Known for its temperate climate, beautiful flower gardens, and gentle walkways, Madeira is certainly a sedate location. But Madeira’s appeal doesn’t end with relaxing strolls and afternoon tea. Much like the Portuguese mainland, the island also has its share of vibrant nightlife, modern architecture and sophisticated café culture.

Eating and drinking

Madeira is well known for excellent cuisine, which is an appetising fusion of Portuguese and African. The island benefits from the delicious specialities of its Mediterranean big sister, with sopa de tomate e cebola (tomato and onion soup), caldeirada (fish soup) frequently served dishes, along with fresh young white wines.

But Madeira also benefits from its geographical location, which is nearer to Morocco than Europe. Dishes with more of an African flavour make use of spicy seasoning with sides like fried maize and plantain. A popular quick dish for those eager to sample the local cuisine is prego or steak marinated in garlic and peri peri served in a sandwich. You’ll be hard pushed to find a bad one on Madeira, and almost everywhere seems to sell them.

Top Five Activities in Madeira

Take a Toboggan Ride

Despite clement all-round temperatures you can still take an adrenalin fuelled trip downhill on Funchal’s cobbled streets. Although it’s something of a tourist activity, visitors should allow them selves to be raced downhill by locals at least once.

Going Underground in Pe de Passo

As a volcanic island, Madeira also has some incredibly tunnels to explore. The area of Pe de Passo by the Sao Vicente river crossing has a complex of volcanic tunnels stretching over 1000 metres in length – the longest on the island.

Beach Bumming at Porto Santo

Madeira has little in the way of beach life, but if you’re desperate from some sandy shores then the Porto Santo sands offer a heavenly slice of golden sands and clear blue waters.

Go To Market

The famous Mercados dos Lavrodores in Funchal is a great example of a traditional Portuguese market, with a few local specialities thrown in for good measure. It includes an excellent array of flower sellers, fresh fish (including rather frightening scabbard fish) and basket weavers plying their wares.

Watch the Birdy at the Campo de Golfe Santo da Serra

With its mountain scenery, Madeira offers one of the most breathtaking golf courses in Europe, with sweeping views across the ocean.

Festival Fun

Madeira comes alive in the spring and summer months with all sorts of carnivals and festivities. Here’s a pick of our seasonal favourites.

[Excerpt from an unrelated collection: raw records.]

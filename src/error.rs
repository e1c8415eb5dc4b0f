use actix_web::{HttpResponse, ResponseError, http::StatusCode};
use serde_json::json;
use thiserror::Error;

#[derive(Error, Debug)]
pub enum AppError {
    #[error("{0}")]
    Validation(String),

    #[error("{0}")]
    NotFound(String),

    #[error("{0}")]
    Unauthorized(String),

    #[error("{0}")]
    Forbidden(String),

    #[error("{0}")]
    Conflict(String),

    #[error("Database error: {0}")]
    Database(#[from] sqlx::Error),

    #[error("Internal error: {0}")]
    Internal(String),
}

pub type AppResult<T> = Result<T, AppError>;

impl ResponseError for AppError {
    fn status_code(&self) -> StatusCode {
        match self {
            AppError::Validation(_) => StatusCode::BAD_REQUEST,
            AppError::NotFound(_) => StatusCode::NOT_FOUND,
            AppError::Unauthorized(_) => StatusCode::UNAUTHORIZED,
            AppError::Forbidden(_) => StatusCode::FORBIDDEN,
            AppError::Conflict(_) => StatusCode::CONFLICT,
            AppError::Database(_) | AppError::Internal(_) => StatusCode::INTERNAL_SERVER_ERROR,
        }
    }

    fn error_response(&self) -> HttpResponse {
        let body = match self {
            AppError::Database(_) | AppError::Internal(_) => {
                tracing::error!(error = %self, "Request failed");
                json!({
                    "error": "Internal Server Error",
                    "details": self.to_string()
                })
            }
            _ => json!({ "error": self.to_string() }),
        };

        HttpResponse::build(self.status_code()).json(body)
    }
}

#[cfg(test)]
mod tests {
    use super::*;
    use actix_web::body::to_bytes;

    #[test]
    fn maps_variants_to_status_codes() {
        assert_eq!(
            AppError::Validation("bad month".into()).status_code(),
            StatusCode::BAD_REQUEST
        );
        assert_eq!(
            AppError::NotFound("Employee not found".into()).status_code(),
            StatusCode::NOT_FOUND
        );
        assert_eq!(
            AppError::Forbidden("Admin only".into()).status_code(),
            StatusCode::FORBIDDEN
        );
        assert_eq!(
            AppError::Database(sqlx::Error::PoolTimedOut).status_code(),
            StatusCode::INTERNAL_SERVER_ERROR
        );
    }

    #[actix_web::test]
    async fn persistence_errors_carry_details() {
        let resp = AppError::Database(sqlx::Error::PoolTimedOut).error_response();
        let body = to_bytes(resp.into_body()).await.unwrap();
        let value: serde_json::Value = serde_json::from_slice(&body).unwrap();

        assert_eq!(value["error"], "Internal Server Error");
        assert!(value["details"].as_str().unwrap().starts_with("Database error"));
    }

    #[actix_web::test]
    async fn client_errors_only_expose_message() {
        let resp = AppError::Validation("Invalid month format. Use YYYY-MM.".into()).error_response();
        let body = to_bytes(resp.into_body()).await.unwrap();
        let value: serde_json::Value = serde_json::from_slice(&body).unwrap();

        assert_eq!(value, json!({ "error": "Invalid month format. Use YYYY-MM." }));
    }
}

Flower Festival, Funchal, 3rd and 4th of May

Madeira is known for its exotic flowers, and May sees the annual flower festival celebrate the floral abundance of the island in beatific style. This is the season when the flowers are at their best, and the locals of Funchal celebrate with a plethora of creative floats and floral tributes. Visitors on the island for the spectacular flower parade through the city streets will be astounded by the sheer variety of blooms on display.

Atlantic Festival. Every Sunday in June

Whilst some countries choose to set-off fireworks for New Years celebrations, Madeira devotes the entire month of June to celebrating pyrotechnics to a back-drop of classical music. There’s plenty of time for recovery from the festivities, as major events take place on the weekend around the island. But the Atlantic festival is certainly one of Madeira’s biggest parties.

Madeira Wine Rally, 1st Weekend of August

Not to be confused with the International Wine Festival in September, the Wine Rally is more about motor cars than it is about fine wine. But this being Madeira, food and drink play an integral part of the festivities, and stalls line the streets to feed the hungry spectators of the rally. Two days of rally racing around the island make it the largest event of its kind in the area.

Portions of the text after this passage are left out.